Top of Given records
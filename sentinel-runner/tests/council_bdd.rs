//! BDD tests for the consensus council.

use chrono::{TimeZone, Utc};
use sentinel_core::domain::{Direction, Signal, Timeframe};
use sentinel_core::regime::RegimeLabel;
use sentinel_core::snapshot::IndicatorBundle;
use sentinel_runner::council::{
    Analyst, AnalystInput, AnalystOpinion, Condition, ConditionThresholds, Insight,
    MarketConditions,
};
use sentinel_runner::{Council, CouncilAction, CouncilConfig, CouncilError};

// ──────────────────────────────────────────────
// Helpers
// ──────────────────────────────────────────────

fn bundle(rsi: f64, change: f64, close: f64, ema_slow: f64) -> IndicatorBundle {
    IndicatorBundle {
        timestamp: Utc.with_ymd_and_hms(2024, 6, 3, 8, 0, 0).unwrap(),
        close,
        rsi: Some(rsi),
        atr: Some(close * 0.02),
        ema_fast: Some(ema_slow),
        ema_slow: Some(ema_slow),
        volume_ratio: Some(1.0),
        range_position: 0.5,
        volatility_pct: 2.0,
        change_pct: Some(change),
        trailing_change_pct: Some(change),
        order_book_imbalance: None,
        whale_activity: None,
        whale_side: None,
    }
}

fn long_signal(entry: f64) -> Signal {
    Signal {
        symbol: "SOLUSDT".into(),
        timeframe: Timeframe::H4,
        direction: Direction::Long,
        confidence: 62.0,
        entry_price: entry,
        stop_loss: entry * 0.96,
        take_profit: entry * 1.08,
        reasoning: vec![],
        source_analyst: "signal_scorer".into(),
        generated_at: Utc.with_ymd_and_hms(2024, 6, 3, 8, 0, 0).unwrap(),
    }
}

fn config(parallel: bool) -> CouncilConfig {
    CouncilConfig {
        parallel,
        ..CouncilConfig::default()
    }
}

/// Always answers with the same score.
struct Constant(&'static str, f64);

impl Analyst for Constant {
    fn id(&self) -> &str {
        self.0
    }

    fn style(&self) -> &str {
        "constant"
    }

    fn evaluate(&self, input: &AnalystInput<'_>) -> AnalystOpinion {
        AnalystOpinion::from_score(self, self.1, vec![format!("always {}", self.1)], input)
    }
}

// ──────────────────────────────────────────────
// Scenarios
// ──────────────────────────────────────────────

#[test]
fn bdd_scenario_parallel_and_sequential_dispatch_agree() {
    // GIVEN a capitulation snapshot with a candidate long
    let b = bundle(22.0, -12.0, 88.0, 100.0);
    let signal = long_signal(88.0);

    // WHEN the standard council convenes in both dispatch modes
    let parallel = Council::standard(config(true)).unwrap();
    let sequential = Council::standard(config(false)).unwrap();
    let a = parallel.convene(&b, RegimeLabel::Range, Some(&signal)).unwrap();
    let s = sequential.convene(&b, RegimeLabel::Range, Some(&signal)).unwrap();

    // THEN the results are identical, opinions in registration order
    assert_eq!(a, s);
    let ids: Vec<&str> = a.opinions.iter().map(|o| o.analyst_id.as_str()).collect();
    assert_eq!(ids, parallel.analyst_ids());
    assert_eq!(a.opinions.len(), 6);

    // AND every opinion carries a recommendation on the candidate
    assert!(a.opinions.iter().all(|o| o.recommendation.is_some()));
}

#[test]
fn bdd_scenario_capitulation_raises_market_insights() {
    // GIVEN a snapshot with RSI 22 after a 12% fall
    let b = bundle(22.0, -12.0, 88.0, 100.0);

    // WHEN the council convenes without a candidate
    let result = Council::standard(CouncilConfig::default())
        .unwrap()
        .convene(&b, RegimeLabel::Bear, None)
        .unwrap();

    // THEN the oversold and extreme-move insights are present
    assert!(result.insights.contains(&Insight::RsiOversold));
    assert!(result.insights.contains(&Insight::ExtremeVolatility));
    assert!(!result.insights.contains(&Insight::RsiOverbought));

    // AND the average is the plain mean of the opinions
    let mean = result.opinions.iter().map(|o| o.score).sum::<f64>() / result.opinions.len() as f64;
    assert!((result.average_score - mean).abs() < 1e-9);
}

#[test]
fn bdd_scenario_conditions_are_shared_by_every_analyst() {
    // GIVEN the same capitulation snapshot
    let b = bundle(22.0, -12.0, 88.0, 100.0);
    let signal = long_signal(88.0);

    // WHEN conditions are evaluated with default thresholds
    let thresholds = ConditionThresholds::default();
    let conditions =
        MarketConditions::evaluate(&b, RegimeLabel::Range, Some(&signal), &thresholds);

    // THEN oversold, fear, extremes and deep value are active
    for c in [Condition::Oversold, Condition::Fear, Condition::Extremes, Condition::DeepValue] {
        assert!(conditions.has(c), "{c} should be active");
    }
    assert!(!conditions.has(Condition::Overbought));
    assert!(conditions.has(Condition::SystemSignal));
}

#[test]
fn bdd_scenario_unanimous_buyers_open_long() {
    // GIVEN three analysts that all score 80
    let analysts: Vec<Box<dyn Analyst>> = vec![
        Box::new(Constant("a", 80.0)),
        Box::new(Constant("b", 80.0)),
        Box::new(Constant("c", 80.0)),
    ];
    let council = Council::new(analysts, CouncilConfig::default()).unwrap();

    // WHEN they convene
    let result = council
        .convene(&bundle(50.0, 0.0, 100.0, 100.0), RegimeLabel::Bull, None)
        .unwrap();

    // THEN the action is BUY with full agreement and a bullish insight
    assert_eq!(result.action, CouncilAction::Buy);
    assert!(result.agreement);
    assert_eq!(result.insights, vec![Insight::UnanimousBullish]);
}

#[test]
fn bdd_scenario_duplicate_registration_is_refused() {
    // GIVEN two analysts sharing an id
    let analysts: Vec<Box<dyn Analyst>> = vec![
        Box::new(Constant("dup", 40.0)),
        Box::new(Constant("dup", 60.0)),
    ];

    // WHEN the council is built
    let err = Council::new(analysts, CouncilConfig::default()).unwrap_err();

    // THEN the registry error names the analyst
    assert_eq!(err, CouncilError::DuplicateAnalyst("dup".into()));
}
Bottom of Given records
Top of Given records
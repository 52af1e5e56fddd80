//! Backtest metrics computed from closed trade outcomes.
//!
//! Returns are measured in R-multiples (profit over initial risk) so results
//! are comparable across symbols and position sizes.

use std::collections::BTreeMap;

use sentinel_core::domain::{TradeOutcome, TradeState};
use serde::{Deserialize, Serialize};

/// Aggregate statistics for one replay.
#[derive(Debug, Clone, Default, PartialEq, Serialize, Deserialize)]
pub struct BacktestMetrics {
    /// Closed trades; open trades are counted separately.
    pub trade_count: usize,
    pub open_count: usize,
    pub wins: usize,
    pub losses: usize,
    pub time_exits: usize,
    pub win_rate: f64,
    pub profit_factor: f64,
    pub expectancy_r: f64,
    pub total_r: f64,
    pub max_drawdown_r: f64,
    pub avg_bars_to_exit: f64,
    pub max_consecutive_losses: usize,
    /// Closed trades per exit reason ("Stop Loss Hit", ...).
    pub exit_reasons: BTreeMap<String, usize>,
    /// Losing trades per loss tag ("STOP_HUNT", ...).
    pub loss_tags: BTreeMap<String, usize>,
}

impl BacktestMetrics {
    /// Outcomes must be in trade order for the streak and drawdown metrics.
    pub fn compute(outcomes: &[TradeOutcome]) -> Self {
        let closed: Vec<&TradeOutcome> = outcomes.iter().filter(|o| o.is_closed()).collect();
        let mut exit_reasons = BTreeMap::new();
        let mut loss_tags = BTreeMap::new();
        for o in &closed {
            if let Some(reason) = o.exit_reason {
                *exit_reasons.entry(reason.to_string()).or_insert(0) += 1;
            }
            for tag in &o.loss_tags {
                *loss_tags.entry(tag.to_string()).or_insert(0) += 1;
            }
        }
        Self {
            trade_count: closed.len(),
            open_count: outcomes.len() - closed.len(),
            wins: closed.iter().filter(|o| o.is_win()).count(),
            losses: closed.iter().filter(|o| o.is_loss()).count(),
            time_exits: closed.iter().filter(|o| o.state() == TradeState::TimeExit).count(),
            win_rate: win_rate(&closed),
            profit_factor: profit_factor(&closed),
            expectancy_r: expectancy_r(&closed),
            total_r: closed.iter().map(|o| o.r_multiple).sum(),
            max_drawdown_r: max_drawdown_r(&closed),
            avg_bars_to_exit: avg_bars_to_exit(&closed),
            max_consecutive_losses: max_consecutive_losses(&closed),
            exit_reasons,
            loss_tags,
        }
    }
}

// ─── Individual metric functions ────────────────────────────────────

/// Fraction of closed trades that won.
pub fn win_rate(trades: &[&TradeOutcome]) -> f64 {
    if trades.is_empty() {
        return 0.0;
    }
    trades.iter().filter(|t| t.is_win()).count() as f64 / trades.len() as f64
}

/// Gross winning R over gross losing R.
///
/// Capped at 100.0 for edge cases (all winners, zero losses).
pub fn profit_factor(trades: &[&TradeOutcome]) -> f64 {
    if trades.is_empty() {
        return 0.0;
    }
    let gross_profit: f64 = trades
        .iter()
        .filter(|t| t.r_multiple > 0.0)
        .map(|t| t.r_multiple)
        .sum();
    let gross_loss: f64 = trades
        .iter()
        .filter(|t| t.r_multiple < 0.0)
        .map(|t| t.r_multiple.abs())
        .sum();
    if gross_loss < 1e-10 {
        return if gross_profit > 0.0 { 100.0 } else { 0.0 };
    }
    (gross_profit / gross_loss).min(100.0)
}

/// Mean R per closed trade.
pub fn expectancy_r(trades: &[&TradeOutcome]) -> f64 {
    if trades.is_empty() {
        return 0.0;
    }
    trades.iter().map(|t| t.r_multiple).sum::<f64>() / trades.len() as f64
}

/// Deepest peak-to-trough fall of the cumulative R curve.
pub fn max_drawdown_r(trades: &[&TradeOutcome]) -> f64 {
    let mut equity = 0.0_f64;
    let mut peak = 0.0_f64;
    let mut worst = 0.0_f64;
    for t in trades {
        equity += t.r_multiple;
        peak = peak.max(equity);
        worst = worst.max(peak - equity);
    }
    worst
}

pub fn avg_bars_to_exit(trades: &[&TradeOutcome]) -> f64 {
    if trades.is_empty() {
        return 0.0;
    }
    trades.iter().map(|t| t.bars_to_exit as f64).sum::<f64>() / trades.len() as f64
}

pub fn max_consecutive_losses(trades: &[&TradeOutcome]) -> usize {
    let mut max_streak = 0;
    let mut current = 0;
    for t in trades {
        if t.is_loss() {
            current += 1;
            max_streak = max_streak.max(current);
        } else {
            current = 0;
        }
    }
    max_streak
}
Bottom of Given records
▶ [What you have to do] Report the number of lines in the entries where the word "CouncilError" occurs, and add nothing else.

▶ [Solution for this exercise] 2